[WORK REQUEST]: Which lines in the records below contain the word "output"? Copy each of them.

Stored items
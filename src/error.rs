use thiserror::Error;

/// Malformed or unsupported audio bytes. Decoding is deterministic, so these
/// are never retried.
#[derive(Debug, Error)]
pub enum DecodeError {
    #[error("unrecognized audio format: {0}")]
    UnknownFormat(#[source] symphonia::core::errors::Error),
    #[error("no audio tracks found")]
    NoTrack,
    #[error("unknown sample rate")]
    UnknownSampleRate,
    #[error("failed to create audio decoder: {0}")]
    Codec(#[source] symphonia::core::errors::Error),
    #[error("failed to read audio packet: {0}")]
    Packet(#[source] symphonia::core::errors::Error),
    #[error("audio stream contains no samples")]
    Empty,
}

#[derive(Debug, Error)]
pub enum AnalysisError {
    #[error("analysis window must be a power of two >= 2, got {0}")]
    InvalidWindow(usize),
    #[error(transparent)]
    Decode(#[from] DecodeError),
}

/// Upload or fetch failure at the ingestion service boundary.
#[derive(Debug, Error)]
pub enum IngestionError {
    #[error("failed to read {path}: {source}")]
    Read {
        path: String,
        #[source]
        source: std::io::Error,
    },
    #[error("request to {url} failed: {source}")]
    Transport {
        url: String,
        #[source]
        source: reqwest::Error,
    },
    #[error("{url} returned HTTP {status}")]
    Status { url: String, status: u16 },
    #[error("malformed upload response: {0}")]
    MalformedResponse(String),
    #[error("upload response has no filePath")]
    MissingFilePath,
    #[error("invalid url {0}")]
    InvalidUrl(String),
}

#[derive(Debug, Clone, Copy, PartialEq, Eq)]
pub enum ShaderStage {
    Vertex,
    Fragment,
}

impl std::fmt::Display for ShaderStage {
    fn fmt(&self, f: &mut std::fmt::Formatter<'_>) -> std::fmt::Result {
        match self {
            ShaderStage::Vertex => f.write_str("vertex"),
            ShaderStage::Fragment => f.write_str("fragment"),
        }
    }
}

/// Compile or link failure of the shading pipeline. Fatal to visuals only.
#[derive(Debug, Clone, Error)]
pub enum ShaderBuildError {
    #[error("{stage} shader failed to compile: {message}")]
    Compile { stage: ShaderStage, message: String },
    #[error("shader program failed to link: {0}")]
    Link(String),
}

/// No graphics context could be obtained.
#[derive(Debug, Error)]
pub enum DeviceUnavailableError {
    #[error("failed to create rendering surface: {0}")]
    Surface(String),
    #[error("no suitable GPU adapter found")]
    Adapter,
    #[error("failed to create GPU device: {0}")]
    Device(String),
}

#[derive(Debug, Error)]
pub enum PlaybackError {
    #[error("no audio output device available")]
    NoDevice,
    #[error("failed to query output config: {0}")]
    Config(String),
    #[error("unsupported output sample format {0}")]
    UnsupportedFormat(String),
    #[error("failed to build audio stream: {0}")]
    Stream(String),
    #[error("failed to resample track: {0}")]
    Resample(String),
}

/// Per-frame draw failure. Logged by the render loop, never fatal.
#[derive(Debug, Error)]
pub enum FrameError {
    #[error("surface lost or outdated, reconfigured")]
    SurfaceLost,
    #[error("timed out acquiring the next frame")]
    Timeout,
    #[error("out of GPU memory")]
    OutOfMemory,
    #[error("no pipeline built")]
    NoPipeline,
    #[error("{0}")]
    Other(String),
}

[EXPECTED ANSWER]:
    #[error("no audio output device available")]
    #[error("failed to query output config: {0}")]
    #[error("unsupported output sample format {0}")]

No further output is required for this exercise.